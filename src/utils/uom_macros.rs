#![warn(missing_docs)]
//! Module for uom macros that facilitate the creation of wavelengths
/// helper macro to create the units
#[macro_export]
macro_rules! uom_unit_creator {
    ($unit:ident, $unit_type:ident, $val1:expr) => {
        $unit_type::new::<$unit>($val1)
    };
    ($unit:ident, $unit_type:ident, $( $x:expr ),*) => {
        {
            use std::vec::Vec;
            let mut temp_vec = Vec::new();
            $(
                temp_vec.push($unit_type::new::<$unit>($x));
            )*
            temp_vec
        }
    };
}
///macro to create a Length in nanometer
#[macro_export]
macro_rules! nanometer {
    ($( $x:expr ),*) =>{
        {
            use uom::si::{f64::Length, length::nanometer};
            $crate::uom_unit_creator![nanometer, Length, $( $x ),*]
        }
    };
}
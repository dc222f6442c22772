//! Synthetic spectra and input archives for tests.
use std::path::Path;

use hdf5::{File, Group};
use rand::{rngs::StdRng, Rng, SeedableRng};

use crate::{archive::attrs, error::DfResult, utils::usize_to_f64};

/// Wavelength axis 400 nm ... 1000 nm with 1 nm steps.
pub fn axis() -> Vec<f64> {
    (0..=600).map(|i| 400.0 + usize_to_f64(i)).collect()
}

/// Gaussian of unit height with the given center and FWHM.
pub fn gauss(x: f64, center: f64, fwhm: f64) -> f64 {
    (-4.0 * 2.0f64.ln() * ((x - center) / fwhm).powi(2)).exp()
}

/// Transverse mode at 533 nm and a single coupled mode at `cm` nm.
pub fn cm_spectrum(x: &[f64], cm: f64) -> Vec<f64> {
    x.iter()
        .map(|l| 0.02 + 2.0 * gauss(*l, 533.0, 40.0) + 3.0 * gauss(*l, cm, 80.0))
        .collect()
}

/// Clean NPoM with its coupled mode at 720 nm.
pub fn npom_spectrum(x: &[f64]) -> Vec<f64> {
    cm_spectrum(x, 720.0)
}

/// NPoM with two coupled-mode maxima at 700 nm and 760 nm.
pub fn double_spectrum(x: &[f64]) -> Vec<f64> {
    x.iter()
        .map(|l| {
            0.02 + 2.0 * gauss(*l, 533.0, 40.0)
                + 3.0 * gauss(*l, 700.0, 30.0)
                + 2.8 * gauss(*l, 760.0, 30.0)
        })
        .collect()
}

/// NPoM with a sharp peak at 620 nm, 1.5 times higher than the transverse mode.
pub fn weird_spectrum(x: &[f64]) -> Vec<f64> {
    x.iter()
        .map(|l| {
            0.02 + 2.0 * gauss(*l, 533.0, 40.0)
                + 3.0 * gauss(*l, 620.0, 15.0)
                + 3.4 * gauss(*l, 740.0, 80.0)
        })
        .collect()
}

/// Flat, weak signal with uniform noise.
pub fn noise_spectrum(x: &[f64], seed: u64) -> Vec<f64> {
    let mut rng = StdRng::seed_from_u64(seed);
    x.iter()
        .map(|_| 0.0005 + rng.random_range(-5.0e-5..5.0e-5))
        .collect()
}

/// Focal profile of a centred particle peaking in the middle slice.
pub fn focal_profile(slices: usize) -> Vec<f64> {
    let center = usize_to_f64(slices - 1) / 2.0;
    (0..slices)
        .map(|k| (-(usize_to_f64(k) - center).powi(2) / (2.0 * 1.5 * 1.5)).exp())
        .collect()
}

/// Focal profile of a mis-aligned particle, brightest at both ends of the scan.
pub fn misaligned_profile(slices: usize) -> Vec<f64> {
    let center = usize_to_f64(slices - 1) / 2.0;
    (0..slices)
        .map(|k| 0.8f64.mul_add(((usize_to_f64(k) - center) / center).powi(2), 0.2))
        .collect()
}

fn background(x: &[f64]) -> Vec<f64> {
    x.iter().map(|l| 100.0 + 0.01 * l).collect()
}

fn reference(x: &[f64]) -> Vec<f64> {
    background(x).iter().map(|b| b + 1000.0).collect()
}

/// Description of a synthetic particle.
#[derive(Debug, Clone)]
pub struct FixtureParticle {
    pub number: usize,
    pub spectrum: Vec<f64>,
    pub profile: Vec<f64>,
    pub dz: Option<Vec<f64>>,
    pub z_stack: bool,
    pub references: bool,
    pub image: bool,
}
impl FixtureParticle {
    pub fn with_spectrum(number: usize, spectrum: Vec<f64>) -> Self {
        let profile = focal_profile(11);
        let dz = (0..11).map(|k| 0.54f64.mul_add(usize_to_f64(k), -2.7)).collect();
        Self {
            number,
            spectrum,
            profile,
            dz: Some(dz),
            z_stack: true,
            references: true,
            image: true,
        }
    }
    pub fn npom(number: usize) -> Self {
        Self::with_spectrum(number, npom_spectrum(&axis()))
    }
    pub fn double(number: usize) -> Self {
        Self::with_spectrum(number, double_spectrum(&axis()))
    }
    pub fn weird(number: usize) -> Self {
        Self::with_spectrum(number, weird_spectrum(&axis()))
    }
    pub fn noise(number: usize) -> Self {
        Self::with_spectrum(number, noise_spectrum(&axis(), number as u64))
    }
    pub fn misaligned(number: usize) -> Self {
        let mut particle = Self::npom(number);
        particle.profile = misaligned_profile(11);
        particle
    }
    pub fn without_z_stack(mut self) -> Self {
        self.z_stack = false;
        self.image = false;
        self
    }
    pub fn without_references(mut self) -> Self {
        self.references = false;
        self
    }
    pub fn with_dz(mut self, dz: Option<Vec<f64>>) -> Self {
        self.dz = dz;
        self
    }
    /// Raw counts: `background + (reference - background) * spectrum * profile`.
    fn raw_stack(&self, x: &[f64], descending: bool) -> Vec<f64> {
        let (bg, rf) = (background(x), reference(x));
        let columns: Vec<usize> = if descending {
            (0..x.len()).rev().collect()
        } else {
            (0..x.len()).collect()
        };
        self.profile
            .iter()
            .flat_map(|p| {
                columns
                    .iter()
                    .map(|c| (rf[*c] - bg[*c]).mul_add(self.spectrum[*c] * p, bg[*c]))
                    .collect::<Vec<f64>>()
            })
            .collect()
    }
    fn write(&self, group: &Group, dataset_name: &str, descending: bool) -> DfResult<()> {
        if !self.z_stack {
            return Ok(());
        }
        let x = axis();
        let data = self.raw_stack(&x, descending);
        let dataset = group
            .new_dataset::<f64>()
            .shape((self.profile.len(), x.len()))
            .create(dataset_name)?;
        dataset.write_raw(&data)?;
        if self.references {
            let (mut wl, mut bg, mut rf) = (x.clone(), background(&x), reference(&x));
            if descending {
                wl.reverse();
                bg.reverse();
                rf.reverse();
            }
            attrs::write_f64_vec(&dataset, "wavelengths", &wl)?;
            attrs::write_f64_vec(&dataset, "background", &bg)?;
            attrs::write_f64_vec(&dataset, "reference", &rf)?;
        }
        if let Some(dz) = &self.dz {
            attrs::write_f64_vec(&dataset, "dz", dz)?;
        }
        attrs::write_str(&dataset, "creation_timestamp", "2019-04-01T12:00:00.000000")?;
        attrs::write_f64(&dataset, "laser_power", 0.5)?;
        attrs::write_f64(&dataset, "integration_time", 100.0)?;
        if self.image {
            let image: Vec<f64> = (0..8 * 6 * 3).map(usize_to_f64).collect();
            group
                .new_dataset::<f64>()
                .shape((8, 6, 3))
                .create("CWL.thumb_image_0")?
                .write_raw(&image)?;
        }
        Ok(())
    }
}

/// Writes an archive in the `nplab_log` layout. The particles are stored in
/// `ParticleScannerScan_1`, `ParticleScannerScan_0` stays empty.
pub fn write_current_archive(path: &Path, particles: &[FixtureParticle]) -> DfResult<()> {
    let file = File::create(path)?;
    let root = file.create_group("nplab_log")?;
    root.create_group("ParticleScannerScan_0")?;
    let scan = root.create_group("ParticleScannerScan_1")?;
    for particle in particles {
        let group = scan.create_group(&format!("Particle_{}", particle.number))?;
        particle.write(&group, "alinger.z_scan_0", false)?;
    }
    Ok(())
}

/// Writes an archive in the `particleScans` layout.
pub fn write_legacy_archive(
    path: &Path,
    particles: &[FixtureParticle],
    descending: bool,
) -> DfResult<()> {
    let file = File::create(path)?;
    let scan = file.create_group("particleScans")?.create_group("scan0")?;
    for particle in particles {
        let group = scan.create_group(&format!("z_scan_{}", particle.number))?;
        particle.write(&group, "z_scan", descending)?;
    }
    Ok(())
}
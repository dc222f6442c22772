//! Location of the transverse mode and normalization of a spectrum to its height.
use log::debug;

use crate::{
    config::{nm, window_nm, ClassifierConfig},
    error::{DfError, DfResult},
    spectrum::TransverseMode,
    utils::{
        math_utils::nearest_index,
        signal::{cent_diff, detect_minima, truncate},
    },
};

/// A spectrum normalized to its transverse mode.
#[derive(Debug, Clone, PartialEq)]
pub struct Normalised {
    /// the transverse mode of the raw spectrum
    pub mode: TransverseMode,
    /// raw spectrum divided by the transverse-mode height
    pub spectrum: Vec<f64>,
}

/// Locates the transverse mode and normalizes the spectrum to its smoothed height.
///
/// The transverse mode is the minimum of the second derivative of the smoothed spectrum which
/// lies closest to the expected wavelength. If the smoothed spectrum at the expected wavelength is
/// more than `transverse_ratio_limit` times higher than at the detected position, the expected
/// wavelength is used instead.
///
/// # Errors
///
/// This function will return an error if
///   - the transverse window contains less than three samples
///   - the transverse-mode height is not positive
pub fn normalise_to_transverse(
    x: &[f64],
    y: &[f64],
    config: &ClassifierConfig,
) -> DfResult<Normalised> {
    let (start, end) = window_nm(config.transverse_window);
    let (x_window, y_window) = truncate(x, y, start, end);
    if x_window.len() < 3 {
        return Err(DfError::Classifier(
            "transverse window contains less than three samples".into(),
        ));
    }
    let smoothed = config.smoothing.apply(y_window)?;
    let guess = nm(config.transverse_guess);
    let guess_index = nearest_index(x_window, guess);
    let second_derivative = cent_diff(x_window, &cent_diff(x_window, &smoothed));
    let detected = detect_minima(&second_derivative)
        .into_iter()
        .min_by(|a, b| (x_window[*a] - guess).abs().total_cmp(&(x_window[*b] - guess).abs()));
    let mut index = detected.unwrap_or(guess_index);
    if smoothed[guess_index] / smoothed[index] > config.transverse_ratio_limit {
        debug!(
            "transverse mode at {} nm too weak, using {} nm",
            x_window[index], x_window[guess_index]
        );
        index = guess_index;
    }
    let height = smoothed[index];
    if !height.is_finite() || height <= 0.0 {
        return Err(DfError::Classifier(format!(
            "transverse mode height {height} is not positive"
        )));
    }
    Ok(Normalised {
        mode: TransverseMode {
            wavelength: x_window[index],
            intensity: height,
        },
        spectrum: y.iter().map(|v| v / height).collect(),
    })
}
#![warn(missing_docs)]
//! Summary archive holding all analysed spectra.
//!
//! Every spectrum is stored exactly once below `All Spectra (Raw)`. The normalized variant of an
//! NPoM is stored once below `NPoMs/All NPoMs/Normalised`. All other groups contain hard links to
//! these canonical datasets so that attributes can never drift apart.
//!
//! ```text
//! All Spectra (Raw)/Spectrum <n>
//! Failed Spectra/Spectrum <n>
//! Non-NPoMs/Spectrum <n>
//! NPoMs/<group>/{Raw, Normalised}/Spectrum <n>
//! ```
use std::{
    collections::BTreeMap,
    path::{Path, PathBuf},
};

use hdf5::{Dataset, File, Group, Location};
use log::debug;
use strum::{EnumIter, IntoEnumIterator};

use crate::{
    archive::{attrs, trailing_number, ParticleMetadata},
    error::{DfError, DfResult},
    spectrum::{DfSpectrum, MainPeaks, PeakRecord},
};

/// Canonical group of all spectra.
pub const ALL_SPECTRA: &str = "All Spectra (Raw)";
/// Group of spectra whose analysis failed.
pub const FAILED_SPECTRA: &str = "Failed Spectra";
/// Group of rejected spectra.
pub const NON_NPOMS: &str = "Non-NPoMs";
/// Parent group of the NPoM subgroups.
pub const NPOMS: &str = "NPoMs";
/// Raw collection of an NPoM subgroup.
pub const RAW: &str = "Raw";
/// Normalized collection of an NPoM subgroup.
pub const NORMALISED: &str = "Normalised";

/// Numerical peak attributes stored with every spectrum.
pub const PEAK_ATTRIBUTES: [&str; 15] = [
    "Transverse mode wavelength",
    "Transverse mode intensity (raw)",
    "Transverse mode intensity (normalised)",
    "Coupled mode wavelength",
    "Coupled mode intensity (raw)",
    "Coupled mode intensity (normalised)",
    "Coupled mode FWHM",
    "Coupled mode FWHM (raw)",
    "Weird peak wavelength",
    "Weird peak intensity (raw)",
    "Weird peak intensity (normalised)",
    "Weird peak FWHM",
    "Weird peak FWHM (raw)",
    "Intensity ratio (raw)",
    "Intensity ratio (normalised)",
];

/// Subgroups of `NPoMs`.
#[derive(Debug, Clone, Copy, PartialEq, Eq, EnumIter)]
pub enum NpomGroup {
    /// every NPoM
    All,
    /// NPoMs which passed the alignment check
    Aligned,
    /// NPoMs with a double coupled mode
    Doubles,
    /// NPoMs with a single coupled mode
    Singles,
    /// NPoMs with a weird peak
    WeirdPeakers,
    /// NPoMs without a weird peak
    NonWeirdPeakers,
    /// NPoMs which are neither double nor weird
    Ideal,
    /// ideal and aligned NPoMs
    Perfect,
}
impl NpomGroup {
    /// Name of the group within the archive.
    #[must_use]
    pub const fn name(self) -> &'static str {
        match self {
            Self::All => "All NPoMs",
            Self::Aligned => "Aligned NPoMs",
            Self::Doubles => "Doubles",
            Self::Singles => "Singles",
            Self::WeirdPeakers => "Weird Peakers",
            Self::NonWeirdPeakers => "Non-Weird-Peakers",
            Self::Ideal => "Ideal NPoMs",
            Self::Perfect => "Perfect NPoMs",
        }
    }
    /// Looks up a group by its archive name.
    ///
    /// # Errors
    ///
    /// This function will return an error if no group of that name exists.
    pub fn from_name(name: &str) -> DfResult<Self> {
        Self::iter()
            .find(|g| g.name() == name.trim())
            .ok_or_else(|| DfError::Config(format!("unknown NPoM group '{name}'")))
    }
    /// Returns `true` if the spectrum belongs to this group.
    #[must_use]
    pub const fn contains(self, spectrum: &DfSpectrum) -> bool {
        let class = spectrum.class();
        if !class.is_npom() {
            return false;
        }
        match self {
            Self::All => true,
            Self::Aligned => spectrum.aligned(),
            Self::Doubles => class.is_double(),
            Self::Singles => !class.is_double(),
            Self::WeirdPeakers => class.has_weird(),
            Self::NonWeirdPeakers => !class.has_weird(),
            Self::Ideal => class.is_ideal(),
            Self::Perfect => class.is_ideal() && spectrum.aligned(),
        }
    }
    /// Archive path of the group.
    #[must_use]
    pub fn path(self) -> String {
        format!("{NPOMS}/{}", self.name())
    }
}
use clap::Parser;
use log::info;
use npom_df::{
    archive::{
        discovery::{find_archive, latest_output, output_path, DATE_PATTERN},
        InputArchive,
    },
    batch::{run_statistics, BatchContext, BatchOptions, CancelToken},
    console::{show_intro, Args, PartialArgs},
    error::DfResult,
    observer::LogObserver,
    summary::SummaryWriter,
};

fn run_batch(args: &Args) -> DfResult<()> {
    let input_path = find_archive(&args.directory, DATE_PATTERN, !args.oldest)?;
    let output = output_path(&args.directory);
    info!("reading {}", input_path.display());
    let input = InputArchive::open(&input_path)?;
    let writer = SummaryWriter::create(&output)?;
    info!("writing {}", output.display());
    let context = BatchContext::new(input, writer, args.config.clone())?
        .with_observer(Box::new(LogObserver::new(args.config.histogram.min_bin_factor)));
    let options = BatchOptions {
        first: args.first,
        last: args.last,
        raise_exceptions: args.raise_exceptions,
        histogram_groups: args.npom_types.clone(),
        ..BatchOptions::default()
    };
    let report = context.run(&options)?;
    println!(
        "{} spectra analysed ({} NPoMs), output written to {}",
        report.processed,
        report.npoms,
        output.display()
    );
    Ok(())
}

fn run_stats_only(args: &Args) -> DfResult<()> {
    let path = latest_output(&args.directory)?;
    info!("rebuilding histograms of {}", path.display());
    let writer = SummaryWriter::open(&path)?;
    let groups = run_statistics(
        &writer,
        &args.config,
        &args.npom_types,
        &LogObserver::new(args.config.histogram.min_bin_factor),
        &CancelToken::new(),
        args.raise_exceptions,
    )?;
    println!("{} histograms written to {}", groups.len(), path.display());
    Ok(())
}

fn main() -> DfResult<()> {
    env_logger::Builder::from_env(env_logger::Env::default().default_filter_or("info")).init();
    //parse CLI arguments
    let args = Args::try_from(PartialArgs::parse())?;
    show_intro();
    if args.stats_only {
        run_stats_only(&args)
    } else {
        run_batch(&args)
    }
}
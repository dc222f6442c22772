#![warn(missing_docs)]
//! Error structures of the darkfield analysis
use std::{error::Error, fmt::Display};

/// Application specific Result type
pub type DfResult<T> = std::result::Result<T, DfError>;

/// Errors that can be returned by the various stages of the analysis.
#[derive(Debug, PartialEq, Eq)]
pub enum DfError {
    /// errors while reading or writing HDF5 archives, including unexpected layouts
    Archive(String),
    /// errors while condensing a z-stack into a single spectrum
    Condenser(String),
    /// errors while classifying a spectrum or extracting its peaks
    Classifier(String),
    /// errors while building or fitting histograms
    Histogram(String),
    /// errors of the numerical signal helpers (filters, interpolation, ...)
    Signal(String),
    /// invalid analysis configuration
    Config(String),
    /// errors console io
    Console(String),
    /// the batch was cancelled from outside
    Cancelled,
    /// errors not falling in one of the categories above
    Other(String),
}

impl Display for DfError {
    fn fmt(&self, f: &mut std::fmt::Formatter<'_>) -> std::fmt::Result {
        match self {
            Self::Archive(m) => {
                write!(f, "Archive:{m}")
            }
            Self::Condenser(m) => {
                write!(f, "Condenser:{m}")
            }
            Self::Classifier(m) => {
                write!(f, "Classifier:{m}")
            }
            Self::Histogram(m) => {
                write!(f, "Histogram:{m}")
            }
            Self::Signal(m) => {
                write!(f, "Signal:{m}")
            }
            Self::Config(m) => {
                write!(f, "Config:{m}")
            }
            Self::Console(m) => {
                write!(f, "Console:{m}")
            }
            Self::Cancelled => write!(f, "Batch cancelled"),
            Self::Other(m) => write!(f, "DF Error:Other:{m}"),
        }
    }
}
impl Error for DfError {}

impl std::convert::From<String> for DfError {
    fn from(msg: String) -> Self {
        Self::Other(msg)
    }
}
impl std::convert::From<hdf5::Error> for DfError {
    fn from(e: hdf5::Error) -> Self {
        Self::Archive(e.to_string())
    }
}
#[cfg(test)]
mod test {
    use super::*;
    #[test]
    fn from() {
        let error = DfError::from("test".to_string());
        assert_eq!(error, DfError::Other("test".to_string()));
    }
    #[test]
    fn from_hdf5() {
        let error = DfError::from(hdf5::Error::from("broken link"));
        assert_eq!(error, DfError::Archive("broken link".to_string()));
    }
    #[test]
    fn display() {
        assert_eq!(
            format!("{}", DfError::Archive("test".to_string())),
            "Archive:test"
        );
        assert_eq!(
            format!("{}", DfError::Condenser("test".to_string())),
            "Condenser:test"
        );
        assert_eq!(
            format!("{}", DfError::Classifier("test".to_string())),
            "Classifier:test"
        );
        assert_eq!(
            format!("{}", DfError::Histogram("test".to_string())),
            "Histogram:test"
        );
        assert_eq!(
            format!("{}", DfError::Signal("test".to_string())),
            "Signal:test"
        );
        assert_eq!(
            format!("{}", DfError::Config("test".to_string())),
            "Config:test"
        );
        assert_eq!(
            format!("{}", DfError::Console("test".to_string())),
            "Console:test"
        );
        assert_eq!(format!("{}", DfError::Cancelled), "Batch cancelled");
        assert_eq!(
            format!("{}", DfError::Other("test".to_string())),
            "DF Error:Other:test"
        );
    }
    #[test]
    fn debug() {
        assert_eq!(
            format!("{:?}", DfError::Archive("test".to_string())),
            "Archive(\"test\")"
        );
    }
}
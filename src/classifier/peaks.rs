//! Extraction of coupled-mode and weird-peak parameters.
use crate::{
    config::{nm, window_nm, ClassifierConfig},
    error::{DfError, DfResult},
    spectrum::{MainPeaks, Peak},
    utils::{
        math_utils::{argmax, argmin, nearest_index},
        signal::{detect_maxima, detect_minima, truncate},
    },
};

/// Estimates position, height and FWHM of the largest peak of the given data.
///
/// The half-width on each side is taken from the sample closest to half maximum. For asymmetric
/// peaks the narrower half-width (times two) is used if the other one is more than `fwhm_factor`
/// wider. If the half-maximum sample of the narrower side is not below 55 % of the maximum, the
/// wider half-width is used.
///
/// # Errors
///
/// This function will return an error if less than three samples are given.
pub fn get_fwhm(x: &[f64], y: &[f64], fwhm_factor: f64) -> DfResult<Peak> {
    let n = x.len().min(y.len());
    if n < 3 {
        return Err(DfError::Classifier(
            "peak width estimation needs at least three samples".into(),
        ));
    }
    let max_index = argmax(&y[..n])
        .ok_or_else(|| DfError::Classifier("peak region contains no valid data".into()))?
        .clamp(1, n - 2);
    let y_max = y[max_index];
    let half = y_max / 2.0;
    let distance: Vec<f64> = y[..n].iter().map(|v| (v - half).abs()).collect();
    let left = argmin(&distance[..max_index]).unwrap_or(max_index);
    let right = argmin(&distance[max_index..]).map_or(max_index, |i| i + max_index);
    let hwhm_left = (x[max_index] - x[left]).abs();
    let hwhm_right = (x[right] - x[max_index]).abs();
    let ((hwhm_min, index_min), (hwhm_max, _)) = if hwhm_left <= hwhm_right {
        ((hwhm_left, left), (hwhm_right, right))
    } else {
        ((hwhm_right, right), (hwhm_left, left))
    };
    let fwhm = if y[index_min] < 0.55 * y_max {
        if hwhm_max > hwhm_min * fwhm_factor {
            2.0 * hwhm_min
        } else {
            hwhm_left + hwhm_right
        }
    } else {
        2.0 * hwhm_max
    };
    Ok(Peak {
        wavelength: x[max_index],
        intensity: y_max,
        fwhm: Some(fwhm),
    })
}

/// Checks for a sharp peak between transverse and coupled mode.
///
/// # Errors
///
/// This function will return an error if the smoothing settings are invalid.
pub fn test_if_weird(
    x: &[f64],
    y: &[f64],
    transverse_wavelength: f64,
    config: &ClassifierConfig,
) -> DfResult<bool> {
    let start = window_nm(config.peak_window).0;
    let (x, y) = truncate(x, y, start, nm(config.peak_find_midpoint));
    if x.len() < 3 {
        return Ok(false);
    }
    let smoothed = config.smoothing.apply(y)?;
    let transverse_height = smoothed[nearest_index(x, transverse_wavelength)];
    let Some(peak_height) = detect_maxima(&smoothed)
        .into_iter()
        .map(|m| smoothed[m])
        .reduce(f64::max)
    else {
        return Ok(false);
    };
    let peak_wavelength = argmax(&smoothed).map_or(f64::NAN, |i| x[i]);
    Ok(peak_height >= transverse_height * config.weird_factor
        && peak_wavelength > transverse_wavelength)
}

/// Extracts coupled mode and (optionally) weird peak from a spectrum.
///
/// The smoothed spectrum is split at the minimum closest to the peak-find midpoint. If the two
/// minima closest to the midpoint differ by more than 60 % of the maximum, the deeper one is used.
/// The coupled mode is the largest peak right of the split, the weird peak the largest one
/// between the first minimum and the split. `transverse_intensity` is the divisor of the intensity
/// ratio.
///
/// # Errors
///
/// This function will return an error if
///   - the smoothed spectrum shows no minimum within the peak window
///   - one of the peak regions is too short for a width estimation
pub fn find_main_peaks(
    x: &[f64],
    y: &[f64],
    has_weird: bool,
    transverse_intensity: f64,
    config: &ClassifierConfig,
) -> DfResult<MainPeaks> {
    let (start, end) = window_nm(config.peak_window);
    let (x, y) = truncate(x, y, start, end);
    if x.len() < 3 {
        return Err(DfError::Classifier(
            "peak window contains less than three samples".into(),
        ));
    }
    let smoothed = config.smoothing.apply(y)?;
    let minima = detect_minima(&smoothed);
    let Some(&first_min) = minima.first() else {
        return Err(DfError::Classifier(
            "no minimum found within the peak window".into(),
        ));
    };
    let midpoint = nm(config.peak_find_midpoint);
    let mut by_distance = minima.clone();
    by_distance.sort_by(|a, b| (x[*a] - midpoint).abs().total_cmp(&(x[*b] - midpoint).abs()));
    let y_max = smoothed.iter().copied().fold(f64::NEG_INFINITY, f64::max);
    let split = match by_distance.as_slice() {
        [nearest, second, ..] if (smoothed[*nearest] - smoothed[*second]).abs() > 0.6 * y_max => {
            if smoothed[*second] < smoothed[*nearest] {
                *second
            } else {
                *nearest
            }
        }
        [nearest, ..] => *nearest,
        [] => first_min,
    };
    let initial = if first_min == split { 0 } else { first_min };
    let weird = if has_weird {
        Some(get_fwhm(
            &x[initial..split],
            &smoothed[initial..split],
            config.fwhm_factor,
        )?)
    } else {
        None
    };
    let coupled = get_fwhm(&x[split..], &smoothed[split..], config.fwhm_factor)?;
    Ok(MainPeaks {
        coupled,
        weird,
        intensity_ratio: coupled.intensity / transverse_intensity,
    })
}
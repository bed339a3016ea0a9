pub fn div_or_zero(lhs: f32, rhs: f32) -> f32 {
    if rhs == 0.0 {
        0.0
    } else {
        lhs / rhs
    }
}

◆ Action item ◆
How many lines of the entries include the string "once"? Answer with a number and no other words.

◆ Written response ◆
2